A Troubling Trend For University Athletics Searches

“Executive recruiting is arguably the most important task in the world of business…”

Those words, used in Wharton School professor’s endorsement of our book, Deciding Who Leads, also invariably apply to the world of big time (and big revenue) college and university athletics.

If you’re not convinced, just consider some of the key observations shared in a recent USA Today article headlined Search Firms Come Under Scrutiny After Rutgers Flap. These include:

  • “College sports is very insular, which leads to waste, inefficiency and incompetence.”
  • “All it takes is one poor decision to change an entire college’s culture and reputation.”
  • “One might wonder whether there is a buddy system operating in how schools pick the search firms…”

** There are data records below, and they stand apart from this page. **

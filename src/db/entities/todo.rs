use base_entity_derive::base_entity;
use sea_orm::entity::prelude::*;

#[base_entity]
#[sea_orm::model]
#[derive(Clone, Debug, PartialEq, Eq, DeriveEntityModel)]
#[sea_orm(table_name = "todos")]
pub struct Model {
    pub title: String,
    #[sea_orm(default_value = false)]
    pub completed: bool,
    /// 0 = low, 1 = medium, 2 = high. Not exposed for writes.
    #[sea_orm(default_value = 0)]
    pub priority: i32,
}

impl ActiveModelBehavior for ActiveModel {}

Whether you’re familiar with the circumstances of the Rutgers fiasco or not, there are legitimate questions your Search Committee needs to ask and outside influences on the succession process it needs to understand if your institution is to avoid the kind of unwanted publicity that can rattle the confidence of alumni, students, fans and other constituent groups.

Rutgers isn’t the first university to be stung by the effects of a high profile, overly influenced search process that spiraled into a seismic scandal that raises more questions than it answers. In fact, over the past few decades, a string of embarrassing search- and succession-related debacles have discredited the leadership and stained the reputations of a number of other institutions that should have known better.

So long as critical college and university searches are grounded in and driven by a network of personal interests and relationships that are consistently prioritized over what’s best for the institution – particularly when the organization makes no attempt to understand the influences on the process and its outcome – more head-scratching scandals will follow. It’s only a matter of time.